___ Entries provided ___
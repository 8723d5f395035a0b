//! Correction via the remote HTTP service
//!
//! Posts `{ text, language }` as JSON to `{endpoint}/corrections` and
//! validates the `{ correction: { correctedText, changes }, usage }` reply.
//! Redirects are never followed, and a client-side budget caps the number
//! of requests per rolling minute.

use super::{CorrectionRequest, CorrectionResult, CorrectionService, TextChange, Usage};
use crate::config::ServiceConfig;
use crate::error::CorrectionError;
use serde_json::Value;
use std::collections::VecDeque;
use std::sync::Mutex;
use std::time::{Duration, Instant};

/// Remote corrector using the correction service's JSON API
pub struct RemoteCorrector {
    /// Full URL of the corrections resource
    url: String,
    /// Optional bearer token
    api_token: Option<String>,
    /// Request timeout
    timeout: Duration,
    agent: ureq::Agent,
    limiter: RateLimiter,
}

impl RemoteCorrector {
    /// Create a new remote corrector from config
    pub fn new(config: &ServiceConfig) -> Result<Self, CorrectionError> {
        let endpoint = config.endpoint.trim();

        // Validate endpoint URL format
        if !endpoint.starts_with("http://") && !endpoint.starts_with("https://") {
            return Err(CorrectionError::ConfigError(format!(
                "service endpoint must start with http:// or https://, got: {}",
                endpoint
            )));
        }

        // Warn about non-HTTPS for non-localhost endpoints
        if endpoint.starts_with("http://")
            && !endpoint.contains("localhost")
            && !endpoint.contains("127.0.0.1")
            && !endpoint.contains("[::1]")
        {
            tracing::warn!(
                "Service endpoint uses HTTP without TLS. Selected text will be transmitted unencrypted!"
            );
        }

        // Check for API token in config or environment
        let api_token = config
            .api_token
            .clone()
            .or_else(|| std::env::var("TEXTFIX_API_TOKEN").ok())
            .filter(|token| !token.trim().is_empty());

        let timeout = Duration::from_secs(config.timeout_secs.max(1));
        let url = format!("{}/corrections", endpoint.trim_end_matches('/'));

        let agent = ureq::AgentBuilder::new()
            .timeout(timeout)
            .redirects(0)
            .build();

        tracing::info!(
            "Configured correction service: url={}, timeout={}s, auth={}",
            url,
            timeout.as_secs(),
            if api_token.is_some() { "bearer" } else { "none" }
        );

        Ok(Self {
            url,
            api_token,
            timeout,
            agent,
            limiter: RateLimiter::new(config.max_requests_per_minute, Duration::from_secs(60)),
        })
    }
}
___
___ Entries provided ___
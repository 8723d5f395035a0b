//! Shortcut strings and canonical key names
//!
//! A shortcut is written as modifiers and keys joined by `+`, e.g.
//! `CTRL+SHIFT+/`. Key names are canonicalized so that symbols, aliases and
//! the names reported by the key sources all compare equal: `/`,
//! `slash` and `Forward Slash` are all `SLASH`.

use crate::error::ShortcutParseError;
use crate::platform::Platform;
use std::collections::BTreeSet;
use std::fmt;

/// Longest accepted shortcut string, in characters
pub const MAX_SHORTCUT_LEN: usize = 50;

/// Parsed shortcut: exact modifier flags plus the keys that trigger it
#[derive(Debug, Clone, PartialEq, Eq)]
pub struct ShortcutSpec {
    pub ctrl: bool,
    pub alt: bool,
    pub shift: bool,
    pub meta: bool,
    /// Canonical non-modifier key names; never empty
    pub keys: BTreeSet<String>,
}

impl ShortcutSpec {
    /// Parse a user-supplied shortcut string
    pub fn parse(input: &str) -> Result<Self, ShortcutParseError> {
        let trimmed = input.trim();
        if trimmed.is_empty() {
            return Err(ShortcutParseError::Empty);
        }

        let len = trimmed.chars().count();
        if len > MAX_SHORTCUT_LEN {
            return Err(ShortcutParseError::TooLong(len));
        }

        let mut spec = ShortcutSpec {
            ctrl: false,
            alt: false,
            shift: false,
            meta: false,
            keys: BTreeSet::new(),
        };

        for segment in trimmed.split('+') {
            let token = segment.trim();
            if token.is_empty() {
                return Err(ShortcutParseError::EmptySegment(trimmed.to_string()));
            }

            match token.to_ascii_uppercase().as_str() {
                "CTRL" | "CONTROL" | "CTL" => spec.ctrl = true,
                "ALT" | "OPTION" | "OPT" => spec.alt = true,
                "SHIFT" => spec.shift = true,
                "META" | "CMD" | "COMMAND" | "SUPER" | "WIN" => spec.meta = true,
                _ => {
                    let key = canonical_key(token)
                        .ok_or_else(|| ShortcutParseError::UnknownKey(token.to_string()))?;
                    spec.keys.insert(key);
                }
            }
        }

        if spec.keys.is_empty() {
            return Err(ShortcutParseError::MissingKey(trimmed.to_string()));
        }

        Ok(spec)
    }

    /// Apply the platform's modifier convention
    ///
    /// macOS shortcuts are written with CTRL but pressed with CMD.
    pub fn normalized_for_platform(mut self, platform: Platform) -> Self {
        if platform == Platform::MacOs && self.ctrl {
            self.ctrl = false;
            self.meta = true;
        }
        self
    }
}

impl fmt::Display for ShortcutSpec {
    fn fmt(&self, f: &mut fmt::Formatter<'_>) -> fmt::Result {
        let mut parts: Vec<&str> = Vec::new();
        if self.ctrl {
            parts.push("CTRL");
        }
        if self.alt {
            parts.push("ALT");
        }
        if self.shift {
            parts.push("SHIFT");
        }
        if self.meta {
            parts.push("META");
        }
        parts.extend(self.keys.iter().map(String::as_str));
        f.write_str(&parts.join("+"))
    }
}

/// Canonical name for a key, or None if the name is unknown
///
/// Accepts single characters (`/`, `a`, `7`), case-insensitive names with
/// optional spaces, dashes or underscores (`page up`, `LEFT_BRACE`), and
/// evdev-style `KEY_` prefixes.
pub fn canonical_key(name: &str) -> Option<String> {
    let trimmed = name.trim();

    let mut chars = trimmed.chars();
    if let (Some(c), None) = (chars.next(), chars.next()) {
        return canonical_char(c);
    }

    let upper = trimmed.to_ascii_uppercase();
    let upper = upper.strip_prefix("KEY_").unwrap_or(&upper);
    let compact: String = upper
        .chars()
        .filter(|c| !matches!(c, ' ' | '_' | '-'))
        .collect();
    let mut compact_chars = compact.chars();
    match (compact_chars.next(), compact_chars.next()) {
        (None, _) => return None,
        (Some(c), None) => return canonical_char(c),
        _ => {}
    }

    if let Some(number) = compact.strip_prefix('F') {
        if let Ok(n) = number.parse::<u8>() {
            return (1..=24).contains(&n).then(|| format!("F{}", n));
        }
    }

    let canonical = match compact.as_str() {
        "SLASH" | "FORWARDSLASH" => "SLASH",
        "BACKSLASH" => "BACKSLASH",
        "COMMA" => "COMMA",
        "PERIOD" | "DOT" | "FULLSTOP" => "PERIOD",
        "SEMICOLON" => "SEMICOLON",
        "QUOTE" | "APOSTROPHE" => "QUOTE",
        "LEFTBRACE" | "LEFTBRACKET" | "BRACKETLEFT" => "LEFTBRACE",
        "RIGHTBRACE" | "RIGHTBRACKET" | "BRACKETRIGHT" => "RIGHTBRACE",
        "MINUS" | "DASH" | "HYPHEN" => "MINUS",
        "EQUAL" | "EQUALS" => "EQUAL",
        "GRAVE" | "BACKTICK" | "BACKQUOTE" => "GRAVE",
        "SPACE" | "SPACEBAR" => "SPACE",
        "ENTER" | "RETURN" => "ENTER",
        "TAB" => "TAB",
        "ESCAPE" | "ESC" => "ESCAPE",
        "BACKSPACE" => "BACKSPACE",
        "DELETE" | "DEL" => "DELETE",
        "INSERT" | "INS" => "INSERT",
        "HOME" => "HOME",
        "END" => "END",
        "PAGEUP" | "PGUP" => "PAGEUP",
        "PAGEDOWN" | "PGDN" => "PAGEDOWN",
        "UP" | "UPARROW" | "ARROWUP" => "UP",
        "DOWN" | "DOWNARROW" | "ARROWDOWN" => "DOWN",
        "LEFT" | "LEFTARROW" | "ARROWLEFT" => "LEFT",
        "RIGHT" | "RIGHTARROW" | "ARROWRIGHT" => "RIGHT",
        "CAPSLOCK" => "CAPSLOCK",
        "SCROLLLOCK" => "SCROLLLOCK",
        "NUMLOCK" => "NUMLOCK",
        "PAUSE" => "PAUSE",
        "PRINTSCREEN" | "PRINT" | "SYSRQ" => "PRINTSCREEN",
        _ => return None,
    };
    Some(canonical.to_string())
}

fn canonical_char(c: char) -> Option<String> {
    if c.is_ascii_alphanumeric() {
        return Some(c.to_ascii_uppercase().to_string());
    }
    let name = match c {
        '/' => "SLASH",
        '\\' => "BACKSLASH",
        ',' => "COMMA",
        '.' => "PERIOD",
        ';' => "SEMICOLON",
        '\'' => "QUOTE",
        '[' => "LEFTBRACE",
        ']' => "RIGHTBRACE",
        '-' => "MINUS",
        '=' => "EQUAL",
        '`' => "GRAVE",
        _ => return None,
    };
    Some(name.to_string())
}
___
## Task:
All lines above from the one containing "return Err(ShortcutParseError::MissingKey(trimmed.to_string()));" to the one containing "optional spaces, dashes" must be repeated exactly, both lines included, and no others.

## Task output:
            return Err(ShortcutParseError::MissingKey(trimmed.to_string()));
        }

        Ok(spec)
    }

    /// Apply the platform's modifier convention
    ///
    /// macOS shortcuts are written with CTRL but pressed with CMD.
    pub fn normalized_for_platform(mut self, platform: Platform) -> Self {
        if platform == Platform::MacOs && self.ctrl {
            self.ctrl = false;
            self.meta = true;
        }
        self
    }
}

impl fmt::Display for ShortcutSpec {
    fn fmt(&self, f: &mut fmt::Formatter<'_>) -> fmt::Result {
        let mut parts: Vec<&str> = Vec::new();
        if self.ctrl {
            parts.push("CTRL");
        }
        if self.alt {
            parts.push("ALT");
        }
        if self.shift {
            parts.push("SHIFT");
        }
        if self.meta {
            parts.push("META");
        }
        parts.extend(self.keys.iter().map(String::as_str));
        f.write_str(&parts.join("+"))
    }
}

/// Canonical name for a key, or None if the name is unknown
///
/// Accepts single characters (`/`, `a`, `7`), case-insensitive names with
/// optional spaces, dashes or underscores (`page up`, `LEFT_BRACE`), and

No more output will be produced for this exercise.